Batch cook things like chilli, curry etc padding out with lots of cheap veg, potatoes,
pulses etc. I make huge portions of soup with cheap seasonal veg and tinned pulses. Visit supermarkets later in the day to look for the reductions on meat, then portion it out and freeze. Don’t waste anything… if I have left over potatoes I mash them and freeze, left over herbs are frozen, veg made into soup then frozen etc etc. It takes planning but is definitely doable!

AvengedQuince · 29/10/2023 13:07

twattydogshavetwattypeople · 29/10/2023 12:36

If you normally buy meat or fish, replace them with cheaper protein such as eggs or cheese.

At Tesco, half a dozen large eggs are £1.85 for 44.4g of protein, 250g of 5% beef mince is £2.19 for 52g of protein, so pretty much the same cost.

jugodenaranja · 29/10/2023 13:08

thanks everyone I will read through in a moment. So far I have been going through and swapping brands for the cheapest ones and it has made a difference.
In my online basket I currently have 400g of diced beef for £4.50 to go in a stew. What can I have in it instead that isn’t £4.50? I also have in the basket cooked chicken thighs for £3.75 for in sandwiches because ham doesn’t taste very nice not sure if there’s a cheaper substitute

OP posts:
AvengedQuince · 29/10/2023 13:13

600g chicken thigh fillets are £4.60 for 110g of protein, so again a similar cost. Eggs may work out cheaper if you get a 15 pack from Lidl maybe, I'm just checking the Tesco app.

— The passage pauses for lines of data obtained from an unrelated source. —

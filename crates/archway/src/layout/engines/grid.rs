//! Grid layout engine
//!
//! Rank-free: nodes fill a near-square grid row by row in input order.
//! Every cell is as large as the largest node, and each node is centered in
//! its cell. Direction does not apply.

use archway_core::geometry::{Point, Size};

use crate::{
    config::SpacingConfig,
    diagnostic::Diagnostics,
    layout::engines::{Arrangement, ComponentEngine},
    structure::ArchitectureGraph,
};

pub struct Engine {
    spacing: SpacingConfig,
    padding: f32,
}

impl Engine {
    pub fn new(spacing: SpacingConfig, padding: f32) -> Self {
        Self { spacing, padding }
    }
}

/// Columns and rows of the grid for `count` nodes.
///
/// Columns are `ceil(sqrt(count))` and rows `ceil(count / columns)`.
pub fn grid_shape(count: usize) -> (usize, usize) {
    if count == 0 {
        return (0, 0);
    }
    let columns = (count as f64).sqrt().ceil() as usize;
    let rows = count.div_ceil(columns);
    (columns, rows)
}

impl ComponentEngine for Engine {
    fn arrange(
        &self,
        _graph: &ArchitectureGraph<'_>,
        sizes: &[Size],
        _diagnostics: &mut Diagnostics,
    ) -> Arrangement {
        let (columns, _) = grid_shape(sizes.len());
        let cell = sizes.iter().fold(Size::default(), |cell, size| cell.max(*size));

        let positions = sizes
            .iter()
            .enumerate()
            .map(|(idx, size)| {
                let column = (idx % columns) as f32;
                let row = (idx / columns) as f32;
                Point::new(
                    self.padding
                        + column * (cell.width() + self.spacing.node())
                        + (cell.width() - size.width()) / 2.0,
                    self.padding
                        + row * (cell.height() + self.spacing.rank())
                        + (cell.height() - size.height()) / 2.0,
                )
            })
            .collect();

        let rows = (0..sizes.len())
            .collect::<Vec<_>>()
            .chunks(columns.max(1))
            .map(<[usize]>::to_vec)
            .collect();

        Arrangement::new(positions, rows)
    }
}
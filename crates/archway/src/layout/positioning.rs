//! Node measurement and rank placement.
//!
//! Sizes are computed bottom-up: a leaf takes the default size of its type,
//! a composite node grows until its label band and vertically stacked
//! children fit. Positions are assigned top-down: the layout engine places
//! top-level nodes, then each composite node stacks its children inside its
//! own rectangle.

use std::collections::HashSet;

use archway_core::{
    geometry::{Bounds, Point, Size},
    semantic::Direction,
    style::{NodeStyle, StyleTable},
};

use crate::{
    config::SpacingConfig,
    diagnostic::{Diagnostics, WarningCode},
    structure::ArchitectureGraph,
};

/// Padding inside a composite node, around its label band and children.
pub const COMPOSITE_PADDING: f32 = 20.0;

/// Line height relative to font size.
pub const LINE_HEIGHT: f32 = 1.25;

/// Average glyph advance relative to font size.
const GLYPH_WIDTH: f32 = 0.6;

/// Estimates the rendered size of `text`.
///
/// The estimate depends only on character counts, so output never varies
/// with the fonts installed on a machine.
///
/// ```
/// # use archway::layout::positioning::text_size;
/// let size = text_size("API\nGateway", 20.0);
/// assert_eq!(size.width(), 7.0 * 0.6 * 20.0);
/// assert_eq!(size.height(), 2.0 * 1.25 * 20.0);
/// ```
pub fn text_size(text: &str, font_size: f32) -> Size {
    let lines = text.split('\n');
    let (count, longest) = lines.fold((0usize, 0usize), |(count, longest), line| {
        (count + 1, longest.max(line.chars().count()))
    });
    Size::new(
        longest as f32 * GLYPH_WIDTH * font_size,
        count as f32 * LINE_HEIGHT * font_size,
    )
}

/// Size, style and label size of every node, indexed like
/// [`ArchitectureGraph::entries`].
#[derive(Debug)]
pub struct NodeMetrics {
    sizes: Vec<Size>,
    styles: Vec<NodeStyle>,
    label_sizes: Vec<Size>,
    children: Vec<Vec<usize>>,
}

impl NodeMetrics {
    /// Measures every node of `graph`.
    ///
    /// A node type missing from `styles` uses the fallback style; one
    /// diagnostic is recorded per missing type.
    pub fn measure(
        graph: &ArchitectureGraph<'_>,
        styles: &StyleTable,
        font_size: f32,
        diagnostics: &mut Diagnostics,
    ) -> Self {
        let entries = graph.entries();

        let mut children = vec![Vec::new(); entries.len()];
        for (idx, entry) in entries.iter().enumerate() {
            if let Some(parent) = entry.parent() {
                children[parent].push(idx);
            }
        }

        let mut missing = HashSet::new();
        let node_styles: Vec<NodeStyle> = entries
            .iter()
            .map(|entry| {
                let kind = entry.node().kind();
                match styles.get(kind) {
                    Some(style) => style.clone(),
                    None => {
                        if missing.insert(kind) {
                            diagnostics.emit(
                                WarningCode::W006,
                                format!("no style for node type `{kind}`, using the service style"),
                            );
                        }
                        styles.fallback().clone()
                    }
                }
            })
            .collect();

        let label_sizes: Vec<Size> = entries
            .iter()
            .map(|entry| text_size(entry.node().label(), font_size))
            .collect();

        // Entries are in pre-order, so walking them backwards sizes every
        // child before its parent.
        let mut sizes = vec![Size::default(); entries.len()];
        for idx in (0..entries.len()).rev() {
            let base = node_styles[idx].size();
            sizes[idx] = if children[idx].is_empty() {
                base
            } else {
                let content = children[idx]
                    .iter()
                    .map(|&child| sizes[child])
                    .fold(Size::default(), Size::merge_vertical);
                let gaps = COMPOSITE_PADDING * (children[idx].len() - 1) as f32;
                let label = label_sizes[idx];

                let width = (content.width() + 2.0 * COMPOSITE_PADDING)
                    .max(label.width() + 2.0 * COMPOSITE_PADDING);
                let height = label.height() + content.height() + gaps + 3.0 * COMPOSITE_PADDING;
                base.max(Size::new(width, height))
            };
        }

        Self {
            sizes,
            styles: node_styles,
            label_sizes,
            children,
        }
    }

    pub fn size(&self, entry: usize) -> Size {
        self.sizes[entry]
    }

    pub fn style(&self, entry: usize) -> &NodeStyle {
        &self.styles[entry]
    }

    pub fn label_size(&self, entry: usize) -> Size {
        self.label_sizes[entry]
    }

    /// Entry indices of the direct children of `entry`, in input order.
    pub fn children(&self, entry: usize) -> &[usize] {
        &self.children[entry]
    }

    /// Positions every nested node given the bounds of the top-level ones.
    ///
    /// `bounds` is indexed by entry; top-level entries must already be set.
    /// Children are stacked top to bottom below their parent's label band
    /// and centered horizontally.
    pub fn place_children(&self, bounds: &mut [Bounds]) {
        for parent in 0..bounds.len() {
            let children = &self.children[parent];
            if children.is_empty() {
                continue;
            }

            let parent_bounds = bounds[parent];
            let center_x = parent_bounds.center().x();
            let mut y = parent_bounds.min_y()
                + COMPOSITE_PADDING
                + self.label_sizes[parent].height()
                + COMPOSITE_PADDING;

            for &child in children {
                let size = self.sizes[child];
                bounds[child] =
                    Bounds::new_from_top_left(Point::new(center_x - size.width() / 2.0, y), size);
                y += size.height() + COMPOSITE_PADDING;
            }
        }
    }
}

/// Places ranked nodes and returns the top-left corner of each.
///
/// `ranks` holds indices into `sizes`. Ranks are stacked along the rank axis
/// of `direction`; inside a rank, nodes are laid out along the cross axis and
/// the rank is centered on the canvas midline. Each node is centered inside
/// its rank band. `BT` and `RL` put the first rank farthest from the origin.
pub fn place_ranks(
    ranks: &[Vec<usize>],
    sizes: &[Size],
    direction: Direction,
    spacing: SpacingConfig,
    padding: f32,
) -> Vec<Point> {
    let vertical = direction.is_vertical();
    let along = |size: Size| if vertical { size.height() } else { size.width() };
    let across = |size: Size| if vertical { size.width() } else { size.height() };

    let thickness: Vec<f32> = ranks
        .iter()
        .map(|rank| rank.iter().map(|&idx| along(sizes[idx])).fold(0.0, f32::max))
        .collect();
    let extents: Vec<f32> = ranks
        .iter()
        .map(|rank| {
            let total: f32 = rank.iter().map(|&idx| across(sizes[idx])).sum();
            total + spacing.node() * rank.len().saturating_sub(1) as f32
        })
        .collect();
    let max_extent = extents.iter().copied().fold(0.0, f32::max);

    let mut band_starts = vec![0.0; ranks.len()];
    let mut cursor = padding;
    let order: Box<dyn Iterator<Item = usize>> = if direction.is_reversed() {
        Box::new((0..ranks.len()).rev())
    } else {
        Box::new(0..ranks.len())
    };
    for rank_idx in order {
        band_starts[rank_idx] = cursor;
        cursor += thickness[rank_idx] + spacing.rank();
    }

    let mut positions = vec![Point::default(); sizes.len()];
    for (rank_idx, rank) in ranks.iter().enumerate() {
        let mut cross = padding + (max_extent - extents[rank_idx]) / 2.0;
        for &idx in rank {
            let size = sizes[idx];
            let main = band_starts[rank_idx] + (thickness[rank_idx] - along(size)) / 2.0;
            positions[idx] = if vertical {
                Point::new(cross, main)
            } else {
                Point::new(main, cross)
            };
            cross += across(size) + spacing.node();
        }
    }

    positions
}

#[cfg(test)]
mod tests {
    use archway_core::semantic::{Architecture, LayoutSpec, Node, NodeKind};
    use float_cmp::assert_approx_eq;

    use super::*;

    #[test]
    fn test_text_size_counts_longest_line() {
        let size = text_size("ab\nabcd\n", 10.0);
        assert_approx_eq!(f32, size.width(), 24.0);
        assert_approx_eq!(f32, size.height(), 37.5);
    }

    #[test]
    fn test_place_ranks_top_to_bottom_centers_ranks() {
        let sizes = vec![Size::new(100.0, 40.0), Size::new(50.0, 40.0), Size::new(50.0, 60.0)];
        let ranks = vec![vec![0], vec![1, 2]];
        let spacing = SpacingConfig::new(10.0, 30.0);

        let positions = place_ranks(&ranks, &sizes, Direction::TB, spacing, 5.0);

        // The second rank is 110 wide, so the first is shifted by half the difference.
        assert_eq!(positions[0], Point::new(10.0, 5.0));
        // Second band starts after 40 + 30; node 1 is centered in the 60 high band.
        assert_eq!(positions[1], Point::new(5.0, 85.0));
        assert_eq!(positions[2], Point::new(65.0, 75.0));
    }

    #[test]
    fn test_place_ranks_narrow_rank_is_centered() {
        let sizes = vec![Size::new(40.0, 40.0), Size::new(40.0, 40.0), Size::new(40.0, 40.0)];
        let ranks = vec![vec![0], vec![1, 2]];
        let positions = place_ranks(&ranks, &sizes, Direction::TB, SpacingConfig::new(20.0, 20.0), 0.0);

        // Widest rank spans 100; the single node sits in its middle.
        assert_eq!(positions[0].x(), 30.0);
        assert_eq!(positions[1].x(), 0.0);
        assert_eq!(positions[2].x(), 60.0);
    }

    #[test]
    fn test_place_ranks_reversed_and_horizontal() {
        let sizes = vec![Size::new(40.0, 20.0), Size::new(40.0, 20.0)];
        let ranks = vec![vec![0], vec![1]];
        let spacing = SpacingConfig::new(0.0, 10.0);

        let bt = place_ranks(&ranks, &sizes, Direction::BT, spacing, 0.0);
        assert!(bt[0].y() > bt[1].y());

        let lr = place_ranks(&ranks, &sizes, Direction::LR, spacing, 0.0);
        assert_eq!(lr[0], Point::new(0.0, 0.0));
        assert_eq!(lr[1], Point::new(50.0, 0.0));

        let rl = place_ranks(&ranks, &sizes, Direction::RL, spacing, 0.0);
        assert_eq!(rl[0], Point::new(50.0, 0.0));
        assert_eq!(rl[1], Point::new(0.0, 0.0));
    }

    #[test]
    fn test_composite_grows_to_fit_children() {
        let architecture = Architecture::new(
            vec![Node::new("platform", NodeKind::Service, "Platform").with_children(vec![
                Node::new("auth", NodeKind::Service, "Auth"),
                Node::new("db", NodeKind::Database, "DB"),
            ])],
            Vec::new(),
            Vec::new(),
            LayoutSpec::default(),
        );
        let mut diagnostics = Diagnostics::new();
        let graph = ArchitectureGraph::new(&architecture, &mut diagnostics);
        let metrics = NodeMetrics::measure(&graph, &StyleTable::default(), 20.0, &mut diagnostics);

        let parent = metrics.size(0);
        // Widest child (160) plus padding on both sides.
        assert_approx_eq!(f32, parent.width(), 200.0);
        // Label band (25) + children (80 + 90) + one gap + three paddings.
        assert_approx_eq!(f32, parent.height(), 25.0 + 170.0 + 20.0 + 60.0);
        assert_eq!(metrics.children(0), &[1, 2]);

        let mut bounds = vec![Bounds::default(); 3];
        bounds[0] = Bounds::new_from_top_left(Point::new(0.0, 0.0), parent);
        metrics.place_children(&mut bounds);

        assert_approx_eq!(f32, bounds[1].min_y(), 65.0);
        assert_approx_eq!(f32, bounds[1].center().x(), 100.0);
        assert_approx_eq!(f32, bounds[2].min_y(), 165.0);
        assert!(bounds[2].max_y() <= bounds[0].max_y());
    }

    #[test]
    fn test_missing_style_falls_back_once_per_type() {
        let architecture = Architecture::new(
            vec![
                Node::new("a", NodeKind::Cache, "A"),
                Node::new("b", NodeKind::Cache, "B"),
            ],
            Vec::new(),
            Vec::new(),
            LayoutSpec::default(),
        );
        let mut diagnostics = Diagnostics::new();
        let graph = ArchitectureGraph::new(&architecture, &mut diagnostics);
        let metrics = NodeMetrics::measure(&graph, &StyleTable::empty(), 20.0, &mut diagnostics);

        assert_eq!(metrics.style(1), StyleTable::empty().fallback());
        assert_eq!(diagnostics.len(), 1);
        assert!(diagnostics.contains(WarningCode::W006));
    }
}
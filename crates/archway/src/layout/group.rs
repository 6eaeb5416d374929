//! Group bounding boxes.

use archway_core::geometry::{Bounds, Insets};

use crate::{
    diagnostic::{Diagnostics, WarningCode},
    layout::PositionedGroup,
    structure::ArchitectureGraph,
};

/// Padding between a group's outline and its members.
pub const GROUP_PADDING: f32 = 20.0;

/// Bounds every group around its resolved members.
///
/// Unknown member ids are dropped. A group left without members is omitted.
/// `node_bounds` is indexed like [`ArchitectureGraph::entries`].
pub fn bound_groups<'a>(
    graph: &ArchitectureGraph<'a>,
    node_bounds: &[Bounds],
    diagnostics: &mut Diagnostics,
) -> Vec<PositionedGroup<'a>> {
    let mut positioned = Vec::new();

    for group in graph.architecture().groups() {
        let mut members = Vec::new();
        for member in group.members() {
            match graph.entry_index(member.as_str()) {
                Some(entry) if !members.contains(&entry) => members.push(entry),
                Some(_) => {}
                None => diagnostics.emit(
                    WarningCode::W002,
                    format!("group `{}` member `{member}` dropped: unknown node", group.id()),
                ),
            }
        }

        let Some(union) = members
            .iter()
            .map(|&entry| node_bounds[entry])
            .reduce(|acc, bounds| acc.merge(&bounds))
        else {
            diagnostics.emit(
                WarningCode::W003,
                format!("group `{}` omitted: no resolvable members", group.id()),
            );
            continue;
        };

        positioned.push(PositionedGroup::new(
            group,
            union.add_padding(Insets::uniform(GROUP_PADDING)),
            members,
        ));
    }

    positioned
}
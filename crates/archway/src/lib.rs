//! Archway - architecture documents to whiteboard diagrams.
//!
//! Validation, layout and element synthesis for architecture documents: a
//! typed description of components (nodes), their relationships
//! (connections) and optional groups is turned into a fully positioned
//! whiteboard scene [`Document`](document::Document).
//!
//! Schema violations are the only fatal condition. Everything else (dangling
//! references, unknown layout strategies, cyclic dependency graphs) is
//! repaired deterministically and reported through
//! [`Diagnostics`](diagnostic::Diagnostics) next to the produced document.

pub mod config;
pub mod diagnostic;
pub mod document;
pub mod export;
pub mod layout;
pub mod routing;
pub mod structure;

mod error;

pub use archway_core::{color, geometry, identifier, semantic, style};
pub use archway_parser::{ArchitectureSource, SchemaError};

pub use error::ArchwayError;
pub use export::context::RenderContext;

use log::{debug, info, trace};

use archway_core::{semantic::Architecture, style::StyleTable};

use config::AppConfig;
use diagnostic::Diagnostics;
use document::Document;
use export::{Exporter, excalidraw::ExcalidrawBuilder};
use layout::PositionedLayout;
use structure::ArchitectureGraph;

/// A rendered document together with the issues repaired on the way.
#[derive(Debug)]
pub struct GeneratedDiagram {
    document: Document,
    diagnostics: Diagnostics,
}

impl GeneratedDiagram {
    pub fn document(&self) -> &Document {
        &self.document
    }

    pub fn diagnostics(&self) -> &Diagnostics {
        &self.diagnostics
    }

    pub fn into_parts(self) -> (Document, Diagnostics) {
        (self.document, self.diagnostics)
    }
}

/// Builder for validating, laying out and rendering architecture documents.
///
/// A builder holds configuration only. Every render call creates its own
/// [`RenderContext`], so one builder can serve any number of concurrent
/// requests.
///
/// # Examples
///
/// ```
/// use archway::{DiagramBuilder, config::AppConfig};
///
/// let source = r#"{
///     "nodes": [
///         { "id": "u", "type": "actor" },
///         { "id": "s", "type": "service" }
///     ],
///     "connections": [{ "from": "u", "to": "s", "type": "http" }]
/// }"#;
///
/// let builder = DiagramBuilder::new(AppConfig::default().with_seed(7));
/// let diagram = builder.generate(source).expect("valid document");
///
/// assert!(diagram.diagnostics().is_empty());
/// assert_eq!(diagram.document().elements().len(), 5);
/// ```
#[derive(Debug, Default)]
pub struct DiagramBuilder {
    config: AppConfig,
    styles: StyleTable,
}

impl DiagramBuilder {
    /// Create a new diagram builder with the given configuration.
    pub fn new(config: AppConfig) -> Self {
        Self {
            config,
            styles: StyleTable::default(),
        }
    }

    /// Replaces the node style table.
    ///
    /// Node types missing from `styles` render with its fallback style.
    pub fn with_styles(mut self, styles: StyleTable) -> Self {
        self.styles = styles;
        self
    }

    pub fn config(&self) -> &AppConfig {
        &self.config
    }

    /// Validates a document from any [`ArchitectureSource`].
    ///
    /// # Errors
    ///
    /// Returns [`ArchwayError::Schema`] listing every schema violation.
    pub fn parse<S: ArchitectureSource>(&self, source: S) -> Result<Architecture, ArchwayError> {
        info!("Validating architecture document");
        let architecture = source.produce()?;
        debug!(
            nodes_len = architecture.nodes().len(),
            connections_len = architecture.connections().len(),
            groups_len = architecture.groups().len();
            "Architecture validated",
        );
        trace!(architecture:?; "Validated architecture");
        Ok(architecture)
    }

    /// Calculates the layout of `architecture`, recording repaired issues in
    /// `diagnostics`.
    ///
    /// `architecture` must have unique node ids, as every document returned
    /// by [`DiagramBuilder::parse`] does. The render methods check this for
    /// models assembled in memory; here a duplicated id resolves to its last
    /// occurrence.
    pub fn layout<'a>(
        &self,
        architecture: &'a Architecture,
        diagnostics: &mut Diagnostics,
    ) -> PositionedLayout<'a> {
        info!("Building dependency graph");
        let graph = ArchitectureGraph::new(architecture, diagnostics);
        layout::calculate(
            &graph,
            self.config.layout(),
            &self.styles,
            self.config.render().font_size(),
            diagnostics,
        )
    }

    /// Lays out and renders `architecture` with a fresh render context.
    ///
    /// The context is reproducible when the configuration fixes a seed.
    ///
    /// # Errors
    ///
    /// Returns [`ArchwayError::Schema`] if node or group ids are duplicated,
    /// or [`ArchwayError::Config`] for an invalid configuration.
    pub fn render(&self, architecture: &Architecture) -> Result<GeneratedDiagram, ArchwayError> {
        let exporter = ExcalidrawBuilder::new()
            .with_render(self.config.render())
            .with_style(self.config.style());
        self.render_with(architecture, exporter)
    }

    /// Lays out and renders `architecture` using `context` for element ids
    /// and jitter.
    ///
    /// # Errors
    ///
    /// Returns [`ArchwayError::Schema`] if node or group ids are duplicated,
    /// or [`ArchwayError::Config`] for an invalid configuration.
    pub fn render_with_context(
        &self,
        architecture: &Architecture,
        context: RenderContext,
    ) -> Result<GeneratedDiagram, ArchwayError> {
        let exporter = ExcalidrawBuilder::new()
            .with_render(self.config.render())
            .with_style(self.config.style())
            .with_context(context);
        self.render_with(architecture, exporter)
    }

    /// Validates, lays out and renders a document.
    ///
    /// # Errors
    ///
    /// Returns [`ArchwayError::Schema`] if the document is invalid, or
    /// [`ArchwayError::Config`] for an invalid configuration.
    pub fn generate<S: ArchitectureSource>(&self, source: S) -> Result<GeneratedDiagram, ArchwayError> {
        let architecture = self.parse(source)?;
        self.render(&architecture)
    }

    fn render_with(
        &self,
        architecture: &Architecture,
        exporter: ExcalidrawBuilder,
    ) -> Result<GeneratedDiagram, ArchwayError> {
        archway_parser::check_uniqueness(architecture)?;
        self.config.validate()?;
        let mut exporter = exporter.build()?;

        let mut diagnostics = Diagnostics::new();
        let layout = self.layout(architecture, &mut diagnostics);
        let document = exporter.export_layout(&layout)?;

        info!(
            elements_len = document.elements().len(),
            diagnostics_len = diagnostics.len();
            "Diagram rendered",
        );
        Ok(GeneratedDiagram {
            document,
            diagnostics,
        })
    }
}
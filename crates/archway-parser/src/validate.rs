//! Schema validation of JSON architecture documents.
//!
//! The validator walks a `serde_json::Value` and builds the semantic model in
//! a single pass, emitting a diagnostic for every violation it meets instead
//! of stopping at the first. Nested nodes are visited with an explicit stack.

use std::{
    collections::{HashMap, HashSet},
    str::FromStr,
};

use log::{debug, trace};
use serde_json::{Map, Value};

use archway_core::{
    UnknownVariant,
    identifier::Id,
    semantic::{
        Architecture, Attributes, Connection, ConnectionKind, Direction, Group, GroupKind,
        LayoutKind, LayoutSpec, Node, NodeKind, Spacing,
    },
};

use crate::error::{
    DiagnosticCollector, ErrorCode, FieldPath, Location, SchemaDiagnostic, SchemaError,
};

const NODE_TYPES: &str = "actor, ui, gateway, service, queue, cache, database, external";
const CONNECTION_TYPES: &str = "http, async, query, sync, data_flow, none";
const GROUP_TYPES: &str = "layer, boundary, cluster";
const DIRECTIONS: &str = "TB, BT, LR, RL";

type Object = Map<String, Value>;

/// Parses JSON text and validates it.
pub fn parse_str(input: &str) -> Result<Architecture, SchemaError> {
    let value: Value = serde_json::from_str(input).map_err(syntax_diagnostic)?;
    validate_value(&value)
}

/// Validates an already parsed JSON value.
pub fn validate_value(value: &Value) -> Result<Architecture, SchemaError> {
    let Some(root) = value.as_object() else {
        return Err(SchemaDiagnostic::new(
            ErrorCode::E200,
            format!(
                "expected the document to be an object, found {}",
                value_kind(value)
            ),
            FieldPath::root(),
        )
        .into());
    };

    let mut validator = Validator::default();
    let architecture = validator.document(root);
    validator.diagnostics.finish()?;

    debug!(
        nodes_len = architecture.nodes().len(),
        connections_len = architecture.connections().len(),
        groups_len = architecture.groups().len();
        "Validated architecture document",
    );
    trace!(architecture:?; "Validated architecture");

    Ok(architecture)
}

/// Re-checks id uniqueness of a document built in memory.
///
/// Documents produced by [`validate_value`] always pass; this guards
/// architectures assembled programmatically.
pub fn check_uniqueness(architecture: &Architecture) -> Result<(), SchemaError> {
    let mut diagnostics = DiagnosticCollector::new();

    let mut node_ids = HashSet::new();
    for (node, _) in architecture.walk() {
        if !node_ids.insert(node.id()) {
            diagnostics.emit(SchemaDiagnostic::new(
                ErrorCode::E400,
                format!("duplicate node id `{}`", node.id()),
                FieldPath::root().key("nodes"),
            ));
        }
    }

    let mut group_ids = HashSet::new();
    for (idx, group) in architecture.groups().iter().enumerate() {
        if !group_ids.insert(group.id()) {
            diagnostics.emit(SchemaDiagnostic::new(
                ErrorCode::E401,
                format!("duplicate group id `{}`", group.id()),
                FieldPath::root().key("groups").index(idx).key("id"),
            ));
        }
    }

    diagnostics.finish()
}

fn syntax_diagnostic(err: serde_json::Error) -> SchemaDiagnostic {
    let code = if err.is_eof() {
        ErrorCode::E101
    } else {
        ErrorCode::E100
    };
    // serde_json appends " at line L column C" to the message; the location is
    // carried separately.
    let full = err.to_string();
    let message = full
        .rsplit_once(" at line ")
        .map_or(full.as_str(), |(message, _)| message)
        .to_string();

    let diagnostic = SchemaDiagnostic::new(code, message, FieldPath::root());
    if err.line() == 0 {
        diagnostic
    } else {
        diagnostic.with_location(Location::new(err.line(), err.column()))
    }
}

fn value_kind(value: &Value) -> &'static str {
    match value {
        Value::Null => "null",
        Value::Bool(_) => "a boolean",
        Value::Number(_) => "a number",
        Value::String(_) => "a string",
        Value::Array(_) => "an array",
        Value::Object(_) => "an object",
    }
}

/// Fields of a node whose own properties all validated.
struct NodeFields {
    id: Id,
    kind: NodeKind,
    label: String,
    attributes: Option<Attributes>,
}

/// A node visited by the forest walk, waiting for its children.
struct NodeDraft {
    fields: Option<NodeFields>,
    parent: Option<usize>,
    children: Vec<Node>,
}

#[derive(Default)]
struct Validator {
    diagnostics: DiagnosticCollector,
    node_ids: HashMap<String, FieldPath>,
    group_ids: HashMap<String, FieldPath>,
}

shardash · 29/10/2023 13:14

jugodenaranja · 29/10/2023 13:08

thanks everyone I will read through in a moment. So far I have been going through and swapping brands for the cheapest ones and it has made a difference.
In my online basket I currently have 400g of diced beef for £4.50 to go in a stew. What can I have in it instead that isn’t £4.50? I also have in the basket cooked chicken thighs for £3.75 for in sandwiches because ham doesn’t taste very nice not sure if there’s a cheaper substitute

Edited

Buy fresh chicken thighs, you can use them for loads of things.

Tinyhappypeople · 29/10/2023 13:14

Cooking your own chicken would be cheaper, can do in portions and freeze. You can buy a whole chicken to roast for maybe 75p more which will do lots of meals and sandwich fillings. Or replace with eggs, cheese etc.

I would keep the meat but pad the stew with extra root veg, maybe a tin of butter or haricot beans etc. If bigger packs are better value then get more and freeze some.

sausagepastapot · 29/10/2023 13:16

Download the Olio app and try to get some freebies off of there

jesshomeEd · 29/10/2023 13:20

£50 for one adult one child will be absolutely fine. Make sure you meal plan for the week.

Have beans or lentils in your stew, put pasta or dumplings in it.

Egg mayo, hummus, cheese spread, peanut butter in sandwiches instead, or cook your own chicken.